En esta obra el espectador se enfrenta a una composición dividida en tres paneles que mantienen una unidad conceptual profundamente articulada. Con trazo seguro y lenguaje visual sintético, el artista lanza una crítica soterrada pero penetrante hacia las estructuras de poder que moldean, manipulan o, más insidiosamente, silencian.
El primer impacto visual es el cromatismo: un amarillo que ocupa la mayoría del fondo, quebrado por formas geométricas en blanco y gris, sobre el cual se dibujan, casi como un susurro grave, manos y pies delineados en negro. Estos rastros corporales no son meras ilustraciones, sino huellas de existencia, signos de presencia desvanecida, ausencias que claman. Sus tonos acentúan y revelan la transparencia como síntoma de algo que ya no está o que no puede hablar por sí mismo. El verde (esperanza) ascendente es eje central de la composición, una referencia implícita al impulso vital de quienes han sido relegados por el olvido.
El artista se desmarca de toda complacencia visual. Aquí no hay armonía, hay herida. El nudo central —denso, oscuro, impenetrable— una imagen poderosa del olvido estructural: no se trata de la pérdida espontánea, sino del silencio impuesto. Los hilos negros que lo atraviesan no solo unen los paneles, también atan, ahogan, recuerdan.
La obra remite a los ensamblajes de Louise Bourgeois, con su insistencia en lo corporal y la memoria, donde lo lineal y lo cromático coexisten en tensión. Pero hay aquí también una pulsión política, una intencionalidad ética que nos sitúa en el terreno de la denuncia silenciosa, a la manera de Doris Salcedo o Teresa Margolles. Las manos que se aferran, los pies que cuelgan o caminan en el vacío, evocan cuerpos que han sido arrancados de su historia.
La maraña central —ese nudo negro que parece girar o concentrar toda la tensión del tríptico— funciona como metáfora del olvido. Es un nudo, como diría Derrida, imposible de desatar, una acumulación de contradicciones y silencios. Esta figura del hilo recuerda inevitablemente el mito de Ariadna, pero aquí no hay salida del laberinto: solo memoria suspendida.

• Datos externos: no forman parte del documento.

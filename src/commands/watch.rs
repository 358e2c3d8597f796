use crate::api::{self, Backend, Mode};
use crate::args::WatchArgs;
use crate::commands::report::{describe, earnings_page, render_earnings};
use crate::commands::Out;
use crate::model::Snapshot;
use crate::refresh::{Poller, Refresher};
use crate::{Config, Result};
use serde::{Deserialize, Serialize};
use std::path::PathBuf;
use std::sync::Arc;
use std::time::Duration;
use tracing::{debug, error, info};

/// What happened during `earnings watch`.
#[derive(Debug, Clone, Default, PartialEq, Eq, Serialize, Deserialize)]
#[serde(rename_all = "camelCase")]
pub struct WatchSummary {
    /// Reports printed.
    pub reports: usize,
    /// Fetches that failed. A failed fetch does not stop the watch.
    pub failures: usize,
    pub last_snapshot: Option<PathBuf>,
}

/// Fetches a snapshot every `--interval-secs` and prints its earnings report. A fetch that is still
/// running when the next tick arrives is left to finish rather than restarted.
///
/// Runs until `--count` reports have been printed or the process is interrupted.
pub async fn watch(config: &Config, mode: Mode, args: &WatchArgs) -> Result<Out<WatchSummary>> {
    let backend: Arc<dyn Backend + Send + Sync> = Arc::from(api::backend(config, mode).await?);
    let period = Duration::from_secs(args.interval_secs());
    watch_backend(config, backend, period, args).await
}

async fn watch_backend(
    config: &Config,
    backend: Arc<dyn Backend + Send + Sync>,
    period: Duration,
    args: &WatchArgs,
) -> Result<Out<WatchSummary>> {
    let range = args.range().range()?;
    let store = config.snapshot_store();
    info!(
        "Watching {} through {}, fetching every {}ms",
        range.start(),
        range.end(),
        period.as_millis()
    );

    let mut poller = Poller::start(period);
    let mut refresher: Refresher<Snapshot> = Refresher::new();
    let mut summary = WatchSummary::default();

    loop {
        tokio::select! {
            ticked = poller.tick() => {
                if !ticked {
                    break;
                }
                let backend = Arc::clone(&backend);
                let issued = refresher.issue_if_changed(&range, async move {
                    api::fetch_snapshot(backend.as_ref(), range).await
                });
                if issued.is_none() {
                    debug!("The previous fetch is still running, skipping this tick");
                }
            }
            Some(fresh) = refresher.next_result(), if refresher.has_in_flight() => {
                if !refresher.is_current(fresh.ticket.key()) {
                    debug!("Discarding the result of an outdated request");
                    continue;
                }
                match fresh.value {
                    Ok(snapshot) => {
                        summary.last_snapshot = Some(store.save(&snapshot).await?);
                        let page =
                            earnings_page(&snapshot, args.sort(), args.view(), config.page_size());
                        let rendered = render_earnings(&page, args.view().format())?;
                        Out::new(describe(&page), page).with_output(rendered).print();
                        summary.reports += 1;
                        if args.count().is_some_and(|count| summary.reports >= count) {
                            break;
                        }
                    }
                    Err(e) => {
                        summary.failures += 1;
                        error!("Refresh failed: {e:#}");
                    }
                }
            }
            _ = tokio::signal::ctrl_c() => {
                info!("Interrupted, stopping");
                break;
            }
        }
    }
    poller.stop();

    Ok(Out::new(
        format!(
            "Printed {} reports, {} fetches failed",
            summary.reports, summary.failures
        ),
        summary,
    ))
}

El texto que acompaña la colección a la que pertenece esta obra, actúa como un manifiesto: “Cuando los análisis e ideas bajo premisas comerciales, éticas o políticas descomponen el arte…” Esta frase inicial denuncia el vaciamiento del arte cuando se somete a fuerzas externas, cuando deja de ser un territorio de libertad para convertirse en instrumento de intereses. La obra se posiciona entonces como resistencia: una negativa a olvidar, a acomodarse, a silenciar.
Asimismo, el gesto de incluir en el susodicho texto “sin distinción de ideologías” señala una crítica transversal: tanto los sistemas autoritarios como los democráticos, tanto las izquierdas como las derechas, son capaces de producir olvido cuando este les conviene. La obra apunta hacia las víctimas de todos los bandos, hacia aquellos cuya disidencia o marginalidad resulta incómoda para el relato oficial.
Esta obra parece dialogar con Walter Benjamin y su “ángel de la historia” que ve cómo los escombros del pasado se amontonan. Aquí, los escombros están hechos de cuerpos (como en series anteriores de Jesus Tejedor) de manos que se extienden buscando agarrarse a algo, de pies que cuelgan sin dirección, atrapados en una estructura geométrica basada en el hexágono que sugiere lo institucional, lo sistémico. El fondo amarillo, lejos de sugerir calidez, se convierte en una atmósfera de enfermedad, de luz que hiere.
El arte aquí no es mercancía ni ornamento: es un acto de memoria, una forma de resistir al olvido. Otra pieza que obliga al espectador a incomodarse. No habla por los silenciados: les devuelve, aunque sea por un instante, su forma.